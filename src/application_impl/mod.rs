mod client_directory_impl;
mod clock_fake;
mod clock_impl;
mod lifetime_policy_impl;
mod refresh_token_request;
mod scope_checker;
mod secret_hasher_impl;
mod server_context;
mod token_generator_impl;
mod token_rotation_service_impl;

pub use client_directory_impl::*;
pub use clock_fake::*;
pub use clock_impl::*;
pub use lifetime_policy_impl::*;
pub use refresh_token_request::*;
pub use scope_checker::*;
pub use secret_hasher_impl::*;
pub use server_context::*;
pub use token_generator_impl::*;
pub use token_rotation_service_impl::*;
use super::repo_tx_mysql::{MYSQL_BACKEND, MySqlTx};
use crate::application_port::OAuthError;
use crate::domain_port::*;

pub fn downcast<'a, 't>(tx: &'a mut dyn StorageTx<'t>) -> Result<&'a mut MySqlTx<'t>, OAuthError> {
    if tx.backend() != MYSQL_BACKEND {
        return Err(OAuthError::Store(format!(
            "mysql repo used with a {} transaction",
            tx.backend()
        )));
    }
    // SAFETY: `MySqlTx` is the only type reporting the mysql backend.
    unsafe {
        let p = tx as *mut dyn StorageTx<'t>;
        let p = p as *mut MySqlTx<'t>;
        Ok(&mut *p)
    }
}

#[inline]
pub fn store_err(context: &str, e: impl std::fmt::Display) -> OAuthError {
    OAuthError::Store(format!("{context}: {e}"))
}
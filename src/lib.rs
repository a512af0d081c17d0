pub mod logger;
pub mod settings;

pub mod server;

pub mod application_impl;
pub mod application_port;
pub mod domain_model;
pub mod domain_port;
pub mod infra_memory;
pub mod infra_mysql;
---
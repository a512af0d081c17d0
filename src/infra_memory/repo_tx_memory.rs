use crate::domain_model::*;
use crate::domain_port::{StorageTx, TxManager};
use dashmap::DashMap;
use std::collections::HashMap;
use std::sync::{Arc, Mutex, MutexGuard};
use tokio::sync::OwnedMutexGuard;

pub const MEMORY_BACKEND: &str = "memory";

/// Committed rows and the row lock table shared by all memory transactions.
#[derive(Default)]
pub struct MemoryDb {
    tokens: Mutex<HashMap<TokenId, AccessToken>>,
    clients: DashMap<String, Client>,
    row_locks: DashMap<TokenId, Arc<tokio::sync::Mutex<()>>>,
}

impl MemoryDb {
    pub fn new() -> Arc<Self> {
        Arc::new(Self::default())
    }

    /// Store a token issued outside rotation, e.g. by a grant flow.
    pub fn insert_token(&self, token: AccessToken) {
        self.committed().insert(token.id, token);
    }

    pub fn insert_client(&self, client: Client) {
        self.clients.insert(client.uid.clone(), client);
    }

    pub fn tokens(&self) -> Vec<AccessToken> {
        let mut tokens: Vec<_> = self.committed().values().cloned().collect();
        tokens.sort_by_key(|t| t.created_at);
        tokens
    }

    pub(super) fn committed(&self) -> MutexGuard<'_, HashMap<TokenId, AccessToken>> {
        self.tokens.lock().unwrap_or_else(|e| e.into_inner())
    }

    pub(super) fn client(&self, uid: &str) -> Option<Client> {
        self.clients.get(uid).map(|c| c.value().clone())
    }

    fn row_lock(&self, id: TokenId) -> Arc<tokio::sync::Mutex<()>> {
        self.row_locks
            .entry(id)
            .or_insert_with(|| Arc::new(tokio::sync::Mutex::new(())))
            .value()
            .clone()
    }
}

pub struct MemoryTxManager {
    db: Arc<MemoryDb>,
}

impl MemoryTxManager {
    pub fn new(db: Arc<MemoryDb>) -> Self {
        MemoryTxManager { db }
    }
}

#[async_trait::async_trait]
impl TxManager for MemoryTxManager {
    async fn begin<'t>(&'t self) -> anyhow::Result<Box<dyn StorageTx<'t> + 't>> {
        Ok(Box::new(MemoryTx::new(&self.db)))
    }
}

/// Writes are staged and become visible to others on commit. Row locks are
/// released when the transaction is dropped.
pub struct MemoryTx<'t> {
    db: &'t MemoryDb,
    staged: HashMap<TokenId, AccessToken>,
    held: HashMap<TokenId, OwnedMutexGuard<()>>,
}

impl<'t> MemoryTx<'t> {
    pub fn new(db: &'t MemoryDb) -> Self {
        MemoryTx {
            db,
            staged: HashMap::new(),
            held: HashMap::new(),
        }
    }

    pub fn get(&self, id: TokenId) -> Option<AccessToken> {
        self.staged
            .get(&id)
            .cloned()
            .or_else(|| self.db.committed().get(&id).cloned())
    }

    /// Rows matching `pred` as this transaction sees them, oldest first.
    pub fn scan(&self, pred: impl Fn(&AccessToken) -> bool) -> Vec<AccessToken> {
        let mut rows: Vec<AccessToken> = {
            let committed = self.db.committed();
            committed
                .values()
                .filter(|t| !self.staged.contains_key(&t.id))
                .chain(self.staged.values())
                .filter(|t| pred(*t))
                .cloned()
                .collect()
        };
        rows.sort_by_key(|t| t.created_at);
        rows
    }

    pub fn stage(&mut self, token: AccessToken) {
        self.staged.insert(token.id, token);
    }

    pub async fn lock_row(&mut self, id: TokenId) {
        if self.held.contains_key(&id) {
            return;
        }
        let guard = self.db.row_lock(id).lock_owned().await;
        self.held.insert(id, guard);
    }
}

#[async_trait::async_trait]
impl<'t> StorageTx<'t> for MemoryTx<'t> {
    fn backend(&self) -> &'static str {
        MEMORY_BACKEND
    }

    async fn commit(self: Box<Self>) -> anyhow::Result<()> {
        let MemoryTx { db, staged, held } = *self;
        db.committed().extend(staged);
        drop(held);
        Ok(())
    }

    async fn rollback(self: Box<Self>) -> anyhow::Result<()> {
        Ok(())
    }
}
---
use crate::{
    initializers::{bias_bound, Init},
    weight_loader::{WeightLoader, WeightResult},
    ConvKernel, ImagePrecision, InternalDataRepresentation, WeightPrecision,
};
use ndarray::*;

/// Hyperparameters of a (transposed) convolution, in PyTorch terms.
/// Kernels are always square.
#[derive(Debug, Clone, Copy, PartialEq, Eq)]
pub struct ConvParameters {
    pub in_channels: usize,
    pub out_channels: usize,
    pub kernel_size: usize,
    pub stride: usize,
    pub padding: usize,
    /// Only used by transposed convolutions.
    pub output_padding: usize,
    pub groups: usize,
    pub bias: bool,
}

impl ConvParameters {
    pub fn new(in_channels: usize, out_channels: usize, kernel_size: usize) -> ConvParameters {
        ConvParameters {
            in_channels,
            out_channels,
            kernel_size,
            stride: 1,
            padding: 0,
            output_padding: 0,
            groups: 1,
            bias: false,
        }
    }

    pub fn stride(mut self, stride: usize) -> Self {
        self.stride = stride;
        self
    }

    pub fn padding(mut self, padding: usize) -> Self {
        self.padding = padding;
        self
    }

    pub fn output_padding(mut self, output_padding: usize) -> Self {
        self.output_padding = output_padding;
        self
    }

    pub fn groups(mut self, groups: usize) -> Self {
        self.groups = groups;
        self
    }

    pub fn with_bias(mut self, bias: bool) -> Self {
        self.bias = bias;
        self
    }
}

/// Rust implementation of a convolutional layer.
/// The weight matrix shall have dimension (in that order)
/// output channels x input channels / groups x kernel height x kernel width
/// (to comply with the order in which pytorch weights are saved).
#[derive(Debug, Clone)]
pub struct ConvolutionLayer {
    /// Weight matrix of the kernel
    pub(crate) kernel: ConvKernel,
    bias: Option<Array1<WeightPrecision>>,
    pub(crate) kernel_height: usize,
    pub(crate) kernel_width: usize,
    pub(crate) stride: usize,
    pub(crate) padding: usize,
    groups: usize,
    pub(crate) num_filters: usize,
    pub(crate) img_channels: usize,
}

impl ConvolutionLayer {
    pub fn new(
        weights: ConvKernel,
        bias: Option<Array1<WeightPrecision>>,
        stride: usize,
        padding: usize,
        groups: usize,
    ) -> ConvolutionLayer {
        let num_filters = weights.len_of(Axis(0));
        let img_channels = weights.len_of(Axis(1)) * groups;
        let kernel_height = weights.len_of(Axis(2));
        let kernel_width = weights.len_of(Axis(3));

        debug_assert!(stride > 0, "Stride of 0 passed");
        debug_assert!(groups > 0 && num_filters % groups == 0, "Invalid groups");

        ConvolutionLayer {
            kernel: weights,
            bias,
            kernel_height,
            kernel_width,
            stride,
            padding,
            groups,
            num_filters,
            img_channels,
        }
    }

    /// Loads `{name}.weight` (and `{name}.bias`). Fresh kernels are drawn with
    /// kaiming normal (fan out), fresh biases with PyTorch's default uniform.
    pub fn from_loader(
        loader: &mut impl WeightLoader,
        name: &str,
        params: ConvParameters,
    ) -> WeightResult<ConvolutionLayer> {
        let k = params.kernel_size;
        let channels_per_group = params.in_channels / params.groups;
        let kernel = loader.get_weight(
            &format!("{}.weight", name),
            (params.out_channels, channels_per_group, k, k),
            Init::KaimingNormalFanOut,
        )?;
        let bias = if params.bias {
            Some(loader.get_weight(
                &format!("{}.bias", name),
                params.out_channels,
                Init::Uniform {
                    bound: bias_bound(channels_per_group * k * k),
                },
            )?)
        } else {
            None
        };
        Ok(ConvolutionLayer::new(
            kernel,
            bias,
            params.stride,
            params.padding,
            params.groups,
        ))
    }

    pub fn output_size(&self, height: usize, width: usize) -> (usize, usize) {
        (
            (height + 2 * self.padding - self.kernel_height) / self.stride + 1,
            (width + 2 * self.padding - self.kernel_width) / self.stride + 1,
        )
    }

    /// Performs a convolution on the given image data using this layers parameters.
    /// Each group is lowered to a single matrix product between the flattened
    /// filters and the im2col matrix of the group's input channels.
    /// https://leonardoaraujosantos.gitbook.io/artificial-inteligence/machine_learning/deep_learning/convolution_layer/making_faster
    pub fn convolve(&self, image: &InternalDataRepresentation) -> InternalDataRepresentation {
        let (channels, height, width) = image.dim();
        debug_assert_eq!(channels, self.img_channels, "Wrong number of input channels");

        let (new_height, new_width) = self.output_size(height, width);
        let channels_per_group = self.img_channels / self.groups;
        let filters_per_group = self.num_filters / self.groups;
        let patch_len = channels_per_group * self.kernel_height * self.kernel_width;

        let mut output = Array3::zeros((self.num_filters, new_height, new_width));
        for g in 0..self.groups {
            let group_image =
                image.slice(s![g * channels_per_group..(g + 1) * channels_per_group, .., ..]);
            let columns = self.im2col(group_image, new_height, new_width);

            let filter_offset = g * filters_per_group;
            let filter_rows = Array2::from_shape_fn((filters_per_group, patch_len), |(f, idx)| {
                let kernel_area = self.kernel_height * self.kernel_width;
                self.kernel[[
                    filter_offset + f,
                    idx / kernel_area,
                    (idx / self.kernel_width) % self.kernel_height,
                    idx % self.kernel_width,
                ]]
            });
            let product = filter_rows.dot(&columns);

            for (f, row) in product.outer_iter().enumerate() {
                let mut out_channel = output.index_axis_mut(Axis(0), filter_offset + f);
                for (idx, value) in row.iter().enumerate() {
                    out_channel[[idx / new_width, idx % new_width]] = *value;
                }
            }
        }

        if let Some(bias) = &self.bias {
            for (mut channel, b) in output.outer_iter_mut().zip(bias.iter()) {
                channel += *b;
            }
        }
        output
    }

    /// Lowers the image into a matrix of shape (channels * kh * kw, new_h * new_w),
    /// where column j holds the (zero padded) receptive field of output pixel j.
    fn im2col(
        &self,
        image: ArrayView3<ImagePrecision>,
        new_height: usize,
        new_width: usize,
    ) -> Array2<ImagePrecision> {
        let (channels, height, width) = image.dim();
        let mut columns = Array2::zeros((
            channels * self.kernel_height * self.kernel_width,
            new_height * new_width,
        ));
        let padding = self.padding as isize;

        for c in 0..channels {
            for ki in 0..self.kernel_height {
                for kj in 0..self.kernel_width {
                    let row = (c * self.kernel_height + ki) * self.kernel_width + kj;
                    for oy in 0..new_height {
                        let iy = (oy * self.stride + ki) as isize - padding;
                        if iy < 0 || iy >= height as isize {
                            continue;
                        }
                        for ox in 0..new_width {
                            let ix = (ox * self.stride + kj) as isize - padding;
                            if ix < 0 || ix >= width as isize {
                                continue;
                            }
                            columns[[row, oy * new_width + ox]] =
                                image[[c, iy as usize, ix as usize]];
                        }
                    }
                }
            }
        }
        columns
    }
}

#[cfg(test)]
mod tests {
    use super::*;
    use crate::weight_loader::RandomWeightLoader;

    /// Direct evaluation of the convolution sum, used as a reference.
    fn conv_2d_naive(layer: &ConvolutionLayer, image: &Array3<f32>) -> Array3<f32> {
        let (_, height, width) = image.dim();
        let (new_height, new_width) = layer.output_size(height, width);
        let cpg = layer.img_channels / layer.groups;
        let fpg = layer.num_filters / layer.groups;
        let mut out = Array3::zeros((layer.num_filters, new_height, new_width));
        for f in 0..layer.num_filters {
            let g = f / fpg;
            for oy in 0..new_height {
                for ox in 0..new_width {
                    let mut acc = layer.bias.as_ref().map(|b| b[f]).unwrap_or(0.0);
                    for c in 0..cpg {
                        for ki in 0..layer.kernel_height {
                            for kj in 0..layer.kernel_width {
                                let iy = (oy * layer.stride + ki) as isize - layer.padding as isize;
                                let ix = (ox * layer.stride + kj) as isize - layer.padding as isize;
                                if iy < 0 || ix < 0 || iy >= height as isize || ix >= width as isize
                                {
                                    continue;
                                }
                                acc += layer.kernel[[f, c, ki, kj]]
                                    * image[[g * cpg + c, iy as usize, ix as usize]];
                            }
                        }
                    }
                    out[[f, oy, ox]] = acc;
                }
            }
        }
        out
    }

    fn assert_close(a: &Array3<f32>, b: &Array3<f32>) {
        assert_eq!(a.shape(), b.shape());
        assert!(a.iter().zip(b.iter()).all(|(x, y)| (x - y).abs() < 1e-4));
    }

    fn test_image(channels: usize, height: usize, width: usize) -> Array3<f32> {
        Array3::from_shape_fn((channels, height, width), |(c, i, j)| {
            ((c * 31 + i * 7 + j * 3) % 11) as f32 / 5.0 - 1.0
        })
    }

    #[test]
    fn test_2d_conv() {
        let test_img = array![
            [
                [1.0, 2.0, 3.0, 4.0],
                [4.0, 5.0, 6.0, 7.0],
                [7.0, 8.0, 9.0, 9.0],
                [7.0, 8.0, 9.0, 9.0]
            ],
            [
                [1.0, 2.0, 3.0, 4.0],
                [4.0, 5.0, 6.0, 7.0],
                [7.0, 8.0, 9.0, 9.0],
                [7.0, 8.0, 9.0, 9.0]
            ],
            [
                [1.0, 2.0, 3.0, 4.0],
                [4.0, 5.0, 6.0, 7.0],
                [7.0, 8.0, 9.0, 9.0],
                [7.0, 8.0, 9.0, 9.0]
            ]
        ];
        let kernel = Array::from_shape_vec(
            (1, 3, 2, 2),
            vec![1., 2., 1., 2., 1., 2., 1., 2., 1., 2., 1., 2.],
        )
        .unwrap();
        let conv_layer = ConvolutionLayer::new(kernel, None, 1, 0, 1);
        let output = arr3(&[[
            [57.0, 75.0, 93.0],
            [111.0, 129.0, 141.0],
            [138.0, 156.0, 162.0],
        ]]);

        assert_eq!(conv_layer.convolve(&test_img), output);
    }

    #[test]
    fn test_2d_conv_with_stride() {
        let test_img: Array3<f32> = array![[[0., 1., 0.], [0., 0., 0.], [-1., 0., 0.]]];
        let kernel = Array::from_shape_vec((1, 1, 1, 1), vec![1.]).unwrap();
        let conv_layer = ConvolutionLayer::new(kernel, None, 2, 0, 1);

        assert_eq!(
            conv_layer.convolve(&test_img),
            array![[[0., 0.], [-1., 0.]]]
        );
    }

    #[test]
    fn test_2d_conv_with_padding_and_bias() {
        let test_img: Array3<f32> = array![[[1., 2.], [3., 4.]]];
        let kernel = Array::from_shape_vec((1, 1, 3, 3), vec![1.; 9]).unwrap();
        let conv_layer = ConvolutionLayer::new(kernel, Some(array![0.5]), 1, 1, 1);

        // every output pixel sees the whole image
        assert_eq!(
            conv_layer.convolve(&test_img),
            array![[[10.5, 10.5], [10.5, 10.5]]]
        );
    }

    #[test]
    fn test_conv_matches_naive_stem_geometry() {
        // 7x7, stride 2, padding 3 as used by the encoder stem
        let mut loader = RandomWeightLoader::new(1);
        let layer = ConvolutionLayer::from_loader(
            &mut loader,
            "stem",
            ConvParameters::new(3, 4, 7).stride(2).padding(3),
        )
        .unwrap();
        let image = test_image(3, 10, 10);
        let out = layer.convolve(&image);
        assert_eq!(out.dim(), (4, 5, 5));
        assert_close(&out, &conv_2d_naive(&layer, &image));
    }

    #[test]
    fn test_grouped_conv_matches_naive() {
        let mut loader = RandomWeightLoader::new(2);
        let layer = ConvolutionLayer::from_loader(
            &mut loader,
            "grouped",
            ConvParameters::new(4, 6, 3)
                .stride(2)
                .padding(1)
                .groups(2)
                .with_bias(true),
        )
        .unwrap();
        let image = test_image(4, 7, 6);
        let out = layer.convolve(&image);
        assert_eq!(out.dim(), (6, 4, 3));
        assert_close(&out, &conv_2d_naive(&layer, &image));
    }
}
---
● **WHAT IS REQUIRED**: All lines above that contain the word "sees" are to be copied.

● **ANSWER AREA**:
    /// Rows matching `pred` as this transaction sees them, oldest first.
        // every output pixel sees the whole image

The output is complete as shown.